Standing a legit 6’6 and blessed with long arms, he already owns a physical package that not many college seniors can offer. Throw in a frame that could easily add another 20 pounds and a very strong lower body, and it’s easy to see why he stands apart from the bulk of other wings in the class of 2010. The Illini commit was forced to play out of position for a large part of the tournament, playing power forward for much of the time that we observed him in Akron due to his squad‘s lack of size. However, there were spurts of time where he played on the wing and we were able to get a glimpse of the special player he has the potential to become.

The first thing that immediately stood out about Jereme is his outstanding athleticism, especially his ability to finish around the rim. His undeveloped upper body is compensated by his strong legs and explosive leaping ability from a static position, a rarity from a player so young. This power enabled him to finish nearly everything around the rim, whether it be from his own drives to the cup or putbacks from crashing the offensive glass. Not only one to score in the paint, he also showed off a silky smooth jumper out to the three point line and an explosive first step when attacking the rim. The tools boasted by the lanky wing backed up the herald he has received thus far at such a young age.

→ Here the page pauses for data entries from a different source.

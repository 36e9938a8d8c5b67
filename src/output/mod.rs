mod loopback;

pub use loopback::LoopbackPreview;

use anyhow::Result;
use image::RgbImage;

/// Where live previews of the composite go
pub trait PreviewSink {
    /// Show a rendered composite
    fn show(&mut self, frame: &RgbImage) -> Result<()>;

    /// Nothing to show (no background locked)
    fn clear(&mut self) -> Result<()>;
}
use super::preprocess::{Preprocessor, TensorLayout};
use super::types::{Mask, SegmentationModel};
use anyhow::{ensure, Context, Result};
use image::RgbImage;
use ort::session::Session;
use ort::value::Tensor;
use std::path::Path;

/// RobustVideoMatting segmentation model
///
/// RVM is recurrent, but each capture here is an independent still, so the
/// hidden states are fed as zeros on every call rather than carried over.
pub struct RobustVideoMatting {
    session: Session,
    preprocessor: Preprocessor,
    width: u32,
    height: u32,
    downsample_ratio: f32,
}

impl RobustVideoMatting {
    /// Create a new RVM model from an ONNX file
    ///
    /// # Default Configuration
    /// - Input size: 512x512
    /// - Downsample ratio: 0.25
    pub fn new<P: AsRef<Path>>(model_path: P) -> Result<Self> {
        let path = model_path.as_ref();

        tracing::info!("Loading RVM model from {}", path.display());

        let session = super::onnx_session(path, 4)?;

        tracing::info!("RVM model loaded successfully");

        let width = 512;
        let height = 512;

        Ok(Self {
            session,
            preprocessor: Preprocessor::new(width, height, TensorLayout::Nchw),
            width,
            height,
            downsample_ratio: 0.25,
        })
    }

    fn zero_state() -> Result<Tensor<f32>> {
        Ok(Tensor::from_array(([1usize, 1, 1, 1], vec![0.0f32]))?)
    }
}

impl SegmentationModel for RobustVideoMatting {
    fn segment(&mut self, frame: &RgbImage) -> Result<Mask> {
        let _span = tracing::debug_span!("rvm_segment").entered();

        let input = Tensor::from_array(self.preprocessor.preprocess(frame)?)?;
        let ratio = Tensor::from_array(([1usize], vec![self.downsample_ratio]))?;

        // Inputs: src, r1i..r4i, downsample_ratio
        // Outputs: fgr, pha, r1o..r4o
        let outputs = self
            .session
            .run(ort::inputs![
                input,
                Self::zero_state()?,
                Self::zero_state()?,
                Self::zero_state()?,
                Self::zero_state()?,
                ratio
            ])
            .context("Failed to run inference")?;

        let (shape, data) = outputs[1]
            .try_extract_tensor::<f32>()
            .context("RVM produced no alpha output")?;
        let dims: Vec<i64> = shape.iter().copied().collect();
        ensure!(dims.len() == 4, "unexpected alpha shape {dims:?}");

        let matte_height = dims[2] as u32;
        let matte_width = dims[3] as u32;
        Mask::new(matte_width, matte_height, data.to_vec())
    }

    fn input_size(&self) -> (u32, u32) {
        (self.width, self.height)
    }
}
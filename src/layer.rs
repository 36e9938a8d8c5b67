//! Person layers and the extractor that cuts them out of captured frames.

use crate::config::ExtractorSettings;
use crate::error::{GroupShotError, GroupShotResult};
use crate::segmentation::Mask;
use image::{imageops, ImageBuffer, Luma, Rgba, RgbImage, RgbaImage};

/// RGBA cutout of one person, straight (non-premultiplied) alpha.
///
/// Pixels outside the foreground are fully transparent but keep their
/// color; compositing only ever looks at alpha.
#[derive(Debug, Clone, PartialEq)]
pub struct Layer {
    image: RgbaImage,
}

impl Layer {
    pub fn new(image: RgbaImage) -> Self {
        Self { image }
    }

    pub fn dimensions(&self) -> (u32, u32) {
        self.image.dimensions()
    }

    pub fn image(&self) -> &RgbaImage {
        &self.image
    }
}

impl AsRef<Layer> for Layer {
    fn as_ref(&self) -> &Layer {
        self
    }
}

/// Turns a frame and its mask into a [`Layer`].
///
/// Pure given its settings: the same frame and mask always produce the
/// same layer.
#[derive(Debug, Clone)]
pub struct LayerExtractor {
    settings: ExtractorSettings,
    kernel: Vec<f32>,
}

impl LayerExtractor {
    pub fn new(settings: ExtractorSettings) -> GroupShotResult<Self> {
        settings.validate()?;
        let kernel = gaussian_kernel(settings.blur_radius, settings.sigma());
        Ok(Self { settings, kernel })
    }

    pub fn extract(&self, frame: &RgbImage, mask: &Mask) -> GroupShotResult<Layer> {
        let _span = tracing::debug_span!("extract_layer").entered();

        let (width, height) = frame.dimensions();
        if width == 0 || height == 0 {
            return Err(GroupShotError::segmentation("frame is empty"));
        }

        let mut alpha = resample_mask(mask, width, height)?;
        for a in alpha.iter_mut() {
            *a = if a.is_finite() { a.clamp(0.0, 1.0) } else { 0.0 };
        }
        if self.kernel.len() > 1 {
            alpha = blur_separable(&alpha, width, height, &self.kernel);
        }

        let tone = self.settings.adjusts_tone();
        let (brightness, contrast) = (self.settings.brightness, self.settings.contrast);

        let image = RgbaImage::from_fn(width, height, |x, y| {
            let p = frame.get_pixel(x, y);
            let a = alpha[(y * width + x) as usize];
            let [r, g, b] = if tone {
                [
                    adjust(p[0], brightness, contrast),
                    adjust(p[1], brightness, contrast),
                    adjust(p[2], brightness, contrast),
                ]
            } else {
                p.0
            };
            Rgba([r, g, b, unit_to_u8(a)])
        });

        tracing::debug!(
            "Extracted {}x{} layer from {}x{} mask",
            width,
            height,
            mask.dimensions().0,
            mask.dimensions().1
        );

        Ok(Layer::new(image))
    }
}

fn resample_mask(mask: &Mask, width: u32, height: u32) -> GroupShotResult<Vec<f32>> {
    let (mw, mh) = mask.dimensions();
    if (mw, mh) == (width, height) {
        return Ok(mask.values().to_vec());
    }

    let gray: ImageBuffer<Luma<f32>, Vec<f32>> =
        ImageBuffer::from_raw(mw, mh, mask.values().to_vec())
            .ok_or_else(|| GroupShotError::segmentation("mask buffer does not match its size"))?;

    // Bilinear keeps the result inside the input range, unlike Lanczos.
    let resized = imageops::resize(&gray, width, height, imageops::FilterType::Triangle);
    Ok(resized.into_raw())
}

fn gaussian_kernel(radius: u32, sigma: f32) -> Vec<f32> {
    if radius == 0 {
        return vec![1.0];
    }

    let r = radius as i32;
    let denom = 2.0 * sigma * sigma;
    let mut weights: Vec<f32> = (-r..=r)
        .map(|i| {
            let x = i as f32;
            (-x * x / denom).exp()
        })
        .collect();
    let sum: f32 = weights.iter().sum();
    for w in weights.iter_mut() {
        *w /= sum;
    }
    weights
}

/// Two-pass blur, edges clamped.
fn blur_separable(src: &[f32], width: u32, height: u32, kernel: &[f32]) -> Vec<f32> {
    let radius = (kernel.len() / 2) as i32;
    let (w, h) = (width as i32, height as i32);
    let mut tmp = vec![0.0f32; src.len()];
    let mut out = vec![0.0f32; src.len()];

    for y in 0..h {
        for x in 0..w {
            let mut acc = 0.0f32;
            for (ki, &kw) in kernel.iter().enumerate() {
                let sx = (x + ki as i32 - radius).clamp(0, w - 1);
                acc += kw * src[(y * w + sx) as usize];
            }
            tmp[(y * w + x) as usize] = acc;
        }
    }

    for y in 0..h {
        for x in 0..w {
            let mut acc = 0.0f32;
            for (ki, &kw) in kernel.iter().enumerate() {
                let sy = (y + ki as i32 - radius).clamp(0, h - 1);
                acc += kw * tmp[(sy * w + x) as usize];
            }
            out[(y * w + x) as usize] = acc.clamp(0.0, 1.0);
        }
    }

    out
}

fn adjust(c: u8, brightness: f32, contrast: f32) -> u8 {
    let v = ((c as f32 - 127.5) * contrast + 127.5) * brightness;
    v.round().clamp(0.0, 255.0) as u8
}

fn unit_to_u8(v: f32) -> u8 {
    (v * 255.0).round().clamp(0.0, 255.0) as u8
}

#[cfg(test)]
mod tests {
    use super::*;
    use image::Rgb;

    fn frame(w: u32, h: u32) -> RgbImage {
        RgbImage::from_fn(w, h, |x, y| Rgb([x as u8 * 10, y as u8 * 10, 200]))
    }

    fn sharp() -> LayerExtractor {
        LayerExtractor::new(ExtractorSettings::passthrough()).unwrap()
    }

    #[test]
    fn huge_blur_radius_is_rejected_up_front() {
        let settings = ExtractorSettings {
            blur_radius: u32::MAX,
            ..ExtractorSettings::default()
        };
        assert!(matches!(
            LayerExtractor::new(settings),
            Err(GroupShotError::InvalidSettings(_))
        ));
    }

    #[test]
    fn full_mask_keeps_every_pixel() {
        let f = frame(4, 3);
        let layer = sharp().extract(&f, &Mask::filled(4, 3, 1.0).unwrap()).unwrap();
        assert_eq!(layer.dimensions(), (4, 3));
        for (x, y, p) in layer.image().enumerate_pixels() {
            let src = f.get_pixel(x, y);
            assert_eq!(p.0, [src[0], src[1], src[2], 255]);
        }
    }

    #[test]
    fn transparent_pixels_keep_color() {
        let f = frame(3, 3);
        let layer = sharp().extract(&f, &Mask::filled(3, 3, 0.0).unwrap()).unwrap();
        let p = layer.image().get_pixel(2, 1);
        assert_eq!(p.0, [20, 10, 200, 0]);
    }

    #[test]
    fn out_of_range_mask_values_are_clamped() {
        let f = frame(2, 1);
        let mask = Mask::new(2, 1, vec![f32::NAN, 7.0]).unwrap();
        let layer = sharp().extract(&f, &mask).unwrap();
        assert_eq!(layer.image().get_pixel(0, 0)[3], 0);
        assert_eq!(layer.image().get_pixel(1, 0)[3], 255);
    }

    #[test]
    fn mask_is_resampled_to_frame() {
        let f = frame(8, 6);
        let layer = sharp().extract(&f, &Mask::filled(2, 2, 1.0).unwrap()).unwrap();
        assert_eq!(layer.dimensions(), (8, 6));
        assert!(layer.image().pixels().all(|p| p[3] == 255));
    }

    #[test]
    fn softening_blurs_hard_edges() {
        let f = frame(10, 1);
        let mask = Mask::from_fn(10, 1, |x, _| if x < 5 { 0.0 } else { 1.0 }).unwrap();
        let soft = LayerExtractor::new(ExtractorSettings::default()).unwrap();
        let layer = soft.extract(&f, &mask).unwrap();

        let edge = layer.image().get_pixel(5, 0)[3];
        assert!(edge > 0 && edge < 255, "edge alpha {edge}");
        assert_eq!(layer.image().get_pixel(0, 0)[3], 0);
        assert_eq!(layer.image().get_pixel(9, 0)[3], 255);
    }

    #[test]
    fn softening_leaves_uniform_mask_alone() {
        let f = frame(6, 6);
        let soft = LayerExtractor::new(ExtractorSettings::default()).unwrap();
        let layer = soft.extract(&f, &Mask::filled(6, 6, 1.0).unwrap()).unwrap();
        assert!(layer.image().pixels().all(|p| p[3] == 255));
    }

    #[test]
    fn extraction_is_deterministic() {
        let f = frame(7, 5);
        let mask = Mask::from_fn(3, 3, |x, y| ((x + y) % 2) as f32).unwrap();
        let ex = LayerExtractor::new(ExtractorSettings {
            brightness: 1.1,
            contrast: 1.2,
            ..ExtractorSettings::default()
        })
        .unwrap();
        assert_eq!(ex.extract(&f, &mask).unwrap(), ex.extract(&f, &mask).unwrap());
    }

    #[test]
    fn tone_adjustment_is_uniform() {
        let f = RgbImage::from_pixel(2, 2, Rgb([100, 0, 250]));
        let ex = LayerExtractor::new(ExtractorSettings {
            brightness: 2.0,
            ..ExtractorSettings::passthrough()
        })
        .unwrap();
        let layer = ex.extract(&f, &Mask::filled(2, 2, 1.0).unwrap()).unwrap();
        assert!(layer.image().pixels().all(|p| p.0 == [200, 0, 255, 255]));
    }

    #[test]
    fn kernel_is_normalized() {
        let k = gaussian_kernel(3, 1.5);
        assert_eq!(k.len(), 7);
        assert!((k.iter().sum::<f32>() - 1.0).abs() < 1e-5);
        assert_eq!(gaussian_kernel(0, 1.0), vec![1.0]);
    }
}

Like many young players, Richmond’s ball handling could use a bit of work. He didn’t put the ball on the floor more than a few times in a straight line and looked a bit uncomfortable when pressured with the ball in his hands. Consistency issues have also plagued Jereme in the past, especially on the defensive side of the court. While all of the natural tools are there for him to be a very nice defender, he often looks disinterested on this end and relies completely on his athleticism.

More concerning then his weaknesses on the court are those unrelated to the game of basketball. Richmond was thrown off his high school team in February after having a heated argument with his head coach, which was reportedly one of many incidents involving this talented youngster. These issues will ultimately prove to be more crucial then Jereme’s game on court game, but Michael Beasley has shown that talented players with consistency and character issues can turn things around when placed in the right situations. Having just turned 16 years old, time is certainly on Richmond’s side but he will definitely need to resolve these problems if he hopes to live up to the star billing that has preceded him thus far.